The beginning of "Buddhist violence" in Japan relates to a long history of feuds among Buddhists. The sōhei or "warrior monks" appeared during the Heian period, although the seeming contradiction in being a Buddhist "warrior monk" caused controversy even at the time.[146] More directly linked is that the Ikkō-shū movement was considered an inspiration to Buddhists in the Ikkō-ikki rebellion. In Osaka they defended their temple with the slogan "The mercy of Buddha should be recompensed even by pounding flesh to pieces. One's obligation to the Teacher should be recompensed even by smashing bones to bits!"[147]
During World War II, Japanese Buddhist literature from that time, as part of its support of the Japanese war effort, stated "In order to establish eternal peace in East Asia, arousing the great benevolence and compassion of Buddhism, we are sometimes accepting and sometimes forceful. We now have no choice but to exercise the benevolent forcefulness of 'killing one in order that many may live' (issatsu tashō). This is something which Mahayana Buddhism approves of only with the greatest of seriousness..."[148] Almost all Japanese Buddhists temples strongly supported Japan's militarization.[149][150][151][152][153][154] These were heavily criticized by the Chinese Buddhists of the era, who disputed the validity of the statements made by those Japanese Buddhist supporters of the war. In response the Japanese Pan-Buddhist Society (Myowa Kai) rejected the criticism and stated that "We now have no choice but to exercise the benevolent forcefulness of 'killing one in order that many may live' (issatsu tashō)" and that the war was absolutely necessary to implement the dharma in Asia. The society re-examined more than 70 texts written by Nichiren and re-edited his writings, making changes in 208 places, cutting all the statements that disagreed with the state Shinto.[155][156] In contrast, a few Japanese Buddhists such as Ichikawa Haku[157] and Girō Senoo opposed this and were targeted. During the 1940s, "leaders of the Honmon Hokkeshu and Soka Kyoiku Gakkai were imprisoned for their defiance of wartime government religious policy, which mandated display of reverence for the state Shinto".[158][159][160] Brian Daizen Victoria, a Buddhist priest in the Sōtō Zen sect, documented in his book Zen at War how Buddhist institutions justified Japanese militarism in official publications and cooperated with the Imperial Japanese Army in the Russo-Japanese War and World War II. In response to the book, several sects issued an apology for their wartime support of the government.[161][162]

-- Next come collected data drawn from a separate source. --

//! Keyboard input with held-key emulation.
//!
//! Most terminals report key presses and auto-repeats but no releases, so a
//! movement key counts as held for a short window after each press or
//! repeat. Commands (door, weapon select, restart, quit) fire once per press.
use std::io;
use std::time::Duration;

use crossterm::event::{self, Event, KeyCode, KeyEvent, KeyEventKind, KeyModifiers};
use raycast_core::{PlayerIntent, Vec2, WeaponKind};
use raycast_runtime::{FrameInput, InputSource};

/// Controls that stay active while their key is held.
#[derive(Clone, Copy, Debug, PartialEq, Eq, Hash)]
pub enum Control {
    Forward,
    Back,
    StrafeLeft,
    StrafeRight,
    TurnLeft,
    TurnRight,
    Fire,
}

impl Control {
    const COUNT: usize = 7;

    const fn index(self) -> usize {
        self as usize
    }
}

/// One-shot commands.
#[derive(Clone, Copy, Debug, PartialEq, Eq)]
pub enum Command {
    Interact,
    Select(WeaponKind),
    Restart,
    Quit,
}

#[derive(Clone, Copy, Debug, PartialEq, Eq)]
pub enum Binding {
    Hold(Control),
    Press(Command),
}

/// Maps a key to its game binding.
pub fn bind(key: &KeyEvent) -> Option<Binding> {
    if key.modifiers.contains(KeyModifiers::CONTROL) && key.code == KeyCode::Char('c') {
        return Some(Binding::Press(Command::Quit));
    }
    let binding = match key.code {
        KeyCode::Char('w' | 'W') | KeyCode::Up => Binding::Hold(Control::Forward),
        KeyCode::Char('s' | 'S') | KeyCode::Down => Binding::Hold(Control::Back),
        KeyCode::Char('a' | 'A') => Binding::Hold(Control::StrafeLeft),
        KeyCode::Char('d' | 'D') => Binding::Hold(Control::StrafeRight),
        KeyCode::Left => Binding::Hold(Control::TurnLeft),
        KeyCode::Right => Binding::Hold(Control::TurnRight),
        KeyCode::Char('f' | 'F') | KeyCode::Enter => Binding::Hold(Control::Fire),
        KeyCode::Char(' ') => Binding::Press(Command::Interact),
        KeyCode::Char('r' | 'R') => Binding::Press(Command::Restart),
        KeyCode::Char('q' | 'Q') | KeyCode::Esc => Binding::Press(Command::Quit),
        KeyCode::Char(digit @ '1'..='3') => {
            let slot = digit as u8 - b'0';
            Binding::Press(Command::Select(WeaponKind::from_slot(slot)?))
        }
        _ => return None,
    };
    Some(binding)
}

/// Held controls and pending commands between two frames.
#[derive(Clone, Debug)]
pub struct KeyState {
    hold: f32,
    remaining: [f32; Control::COUNT],
    pending: FrameInput,
}

impl KeyState {
    pub fn new(hold: Duration) -> Self {
        Self {
            hold: hold.as_secs_f32(),
            remaining: [0.0; Control::COUNT],
            pending: FrameInput::default(),
        }
    }

    pub fn press(&mut self, binding: Binding) {
        match binding {
            Binding::Hold(control) => self.remaining[control.index()] = self.hold,
            Binding::Press(Command::Interact) => self.pending.intent.interact = true,
            Binding::Press(Command::Select(kind)) => self.pending.intent.select = Some(kind),
            Binding::Press(Command::Restart) => self.pending.restart = true,
            Binding::Press(Command::Quit) => self.pending.quit = true,
        }
    }

    /// Explicit release, for terminals that report them.
    pub fn release(&mut self, control: Control) {
        self.remaining[control.index()] = 0.0;
    }

    pub fn is_held(&self, control: Control) -> bool {
        self.remaining[control.index()] > 0.0
    }

    /// Builds this frame's input, then ages held keys by `dt`.
    pub fn frame(&mut self, dt: f32) -> FrameInput {
        let mut input = std::mem::take(&mut self.pending);
        let axis = |positive: Control, negative: Control| {
            f32::from(u8::from(self.is_held(positive))) - f32::from(u8::from(self.is_held(negative)))
        };
        input.intent = PlayerIntent {
            movement: Vec2::new(
                axis(Control::Forward, Control::Back),
                axis(Control::StrafeRight, Control::StrafeLeft),
            ),
            turn: axis(Control::TurnRight, Control::TurnLeft),
            fire: self.is_held(Control::Fire),
            ..input.intent
        };
        for remaining in &mut self.remaining {
            *remaining = (*remaining - dt).max(0.0);
        }
        input
    }
}

/// [`InputSource`] reading crossterm key events without blocking.
pub struct KeyboardInput {
    state: KeyState,
}

impl KeyboardInput {
    pub fn new(hold: Duration) -> Self {
        Self {
            state: KeyState::new(hold),
        }
    }
}

impl InputSource for KeyboardInput {
    fn poll(&mut self, dt: f32) -> io::Result<FrameInput> {
        while event::poll(Duration::ZERO)? {
            let Event::Key(key) = event::read()? else {
                continue;
            };
            match (bind(&key), key.kind) {
                (Some(Binding::Hold(control)), KeyEventKind::Release) => self.state.release(control),
                (Some(binding), KeyEventKind::Press | KeyEventKind::Repeat) => {
                    self.state.press(binding);
                }
                (None, KeyEventKind::Press) => tracing::trace!(code = ?key.code, "unbound key"),
                _ => {}
            }
        }
        Ok(self.state.frame(dt))
    }
}
//! Billboard sprites: pickups, decorations, enemies and dropped ammo.
mod compositor;

pub use compositor::{SpriteProjection, VisibleSprite, project, render_sprites};

use crate::enemy::EnemyId;
use crate::geometry::Vec2;
use crate::pickup::PickupKind;
use crate::render::SpriteTexture;

/// Index into a [`SpriteList`].
#[derive(Clone, Copy, Debug, PartialEq, Eq, PartialOrd, Ord, Hash)]
pub struct SpriteId(pub u32);

/// What a sprite stands for in the simulation.
#[derive(Clone, Copy, Debug, PartialEq, Eq)]
pub enum SpriteKind {
    Decoration,
    Pickup(PickupKind),
    Enemy(EnemyId),
}

#[derive(Clone, Debug, PartialEq)]
pub struct Sprite {
    pub id: SpriteId,
    /// World position of the sprite's center.
    pub position: Vec2,
    pub texture: SpriteTexture,
    pub kind: SpriteKind,
    pub active: bool,
    /// Spawned during play; removed on restart.
    pub dynamic: bool,
}

impl Sprite {
    pub fn is_enemy(&self) -> bool {
        matches!(self.kind, SpriteKind::Enemy(_))
    }
}

/// All sprites of a level. Ids stay stable until [`SpriteList::remove_dynamic`].
#[derive(Clone, Debug, Default, PartialEq)]
pub struct SpriteList {
    sprites: Vec<Sprite>,
}

impl SpriteList {
    pub fn new() -> Self {
        Self::default()
    }

    fn push(&mut self, position: Vec2, texture: SpriteTexture, kind: SpriteKind, dynamic: bool) -> SpriteId {
        let id = SpriteId(self.sprites.len() as u32);
        self.sprites.push(Sprite {
            id,
            position,
            texture,
            kind,
            active: true,
            dynamic,
        });
        id
    }

    /// Adds a sprite that belongs to the level layout.
    pub fn add(&mut self, position: Vec2, texture: SpriteTexture, kind: SpriteKind) -> SpriteId {
        self.push(position, texture, kind, false)
    }

    /// Adds a sprite spawned during play.
    pub fn spawn(&mut self, position: Vec2, texture: SpriteTexture, kind: SpriteKind) -> SpriteId {
        self.push(position, texture, kind, true)
    }

    pub fn get(&self, id: SpriteId) -> Option<&Sprite> {
        self.sprites.get(id.0 as usize)
    }

    pub fn get_mut(&mut self, id: SpriteId) -> Option<&mut Sprite> {
        self.sprites.get_mut(id.0 as usize)
    }

    pub fn len(&self) -> usize {
        self.sprites.len()
    }

    pub fn is_empty(&self) -> bool {
        self.sprites.is_empty()
    }

    pub fn iter(&self) -> impl Iterator<Item = &Sprite> {
        self.sprites.iter()
    }

    pub fn iter_mut(&mut self) -> impl Iterator<Item = &mut Sprite> {
        self.sprites.iter_mut()
    }

    pub fn active(&self) -> impl Iterator<Item = &Sprite> {
        self.sprites.iter().filter(|sprite| sprite.active)
    }

    /// Drops every sprite spawned during play.
    ///
    /// Level sprites are always added before play starts, so removing the
    /// dynamic tail leaves every remaining id valid.
    pub fn remove_dynamic(&mut self) {
        self.sprites.retain(|sprite| !sprite.dynamic);
    }

    /// Reactivates every level sprite.
    pub fn reactivate_all(&mut self) {
        for sprite in &mut self.sprites {
            sprite.active = true;
        }
    }
}

#[cfg(test)]
mod tests {
    use super::*;
    use crate::weapon::WeaponKind;

    #[test]
    fn restart_helpers_keep_level_sprites() {
        let mut list = SpriteList::new();
        let key = list.add(
            Vec2::new(1.5, 1.5),
            SpriteTexture::Decoration('L'),
            SpriteKind::Decoration,
        );
        let drop = PickupKind::Ammo {
            weapon: WeaponKind::Pistol,
            amount: 5,
        };
        list.spawn(Vec2::new(2.5, 1.5), SpriteTexture::Pickup(drop), SpriteKind::Pickup(drop));
        if let Some(sprite) = list.get_mut(key) {
            sprite.active = false;
        }

        list.remove_dynamic();
        list.reactivate_all();
        assert_eq!(list.len(), 1);
        assert!(list.get(key).unwrap().active);
    }
}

In more modern times instances of Buddhist-inspired terrorism or militarism have occurred in Japan, such as the assassinations of the League of Blood Incident led by Nissho Inoue, a Nichirenist or fascist-nationalist who preached a self-styled Nichiren Buddhism.[161][163][164]

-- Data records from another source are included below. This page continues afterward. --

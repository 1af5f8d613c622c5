//! Damage rolls and application.

use crate::env::RngSource;

/// How damage is rolled after a hit.
#[derive(Clone, Copy, Debug, PartialEq, Eq)]
#[cfg_attr(feature = "serde", derive(serde::Serialize, serde::Deserialize))]
pub enum DamageRoll {
    /// `uniform(0..32) * multiplier`; used by player weapons.
    Scaled { multiplier: u32 },
    /// `base + uniform(-spread/2 ..= spread/2)`, never below 0; used by enemies.
    Spread { base: u32, spread: u32 },
}

/// Rolls damage for a successful hit.
pub fn roll_damage(roll: DamageRoll, rng: &mut (impl RngSource + ?Sized)) -> u32 {
    match roll {
        DamageRoll::Scaled { multiplier } => rng.below(32) * multiplier,
        DamageRoll::Spread { base, spread } => {
            let half = (spread / 2) as i32;
            let jitter = rng.range(-half, half);
            (base as i32 + jitter).max(0) as u32
        }
    }
}

/// Apply damage to current health, clamped at 0.
pub fn apply_damage(current: u32, damage: u32) -> u32 {
    current.saturating_sub(damage)
}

Aum Shinrikyo, the Japanese new religion and doomsday cult that was the cause of the Tokyo subway sarin attack that killed thirteen people and injured more than a thousand, drew upon a syncretic view of idiosyncratic interpretations of elements of early Indian Buddhism, Tibetan Buddhism and Hinduism, taking Shiva as the main image of worship, Christian millennialist ideas from the Book of Revelation, Yoga and the writings of Nostradamus.[165][166] Its founder, Chizuo Matsumoto, claimed that he sought to restore "original Buddhism"[167] and declared himself "Christ",[168] Japan's only fully enlightened master and identified with the "Lamb of God".[169] His purported mission was to take upon himself the sins of the world, and he claimed he could transfer to his followers spiritual power and ultimately take away their sins and bad deeds.[170] While many discount Aum Shinrikyo's Buddhist characteristics and affiliation to Buddhism, scholars often refer to it as an offshoot of Japanese Buddhism,[171] and this was how the movement generally defined and saw itself.[172]
North Asia
Russia
In 2022, Khambo Lama Damba Ayusheev, the head of the Buddhist Traditional Sangha of Russia (BTSR), the largest Buddhist denomination in Russia, voiced support for the Russian invasion of Ukraine.[173]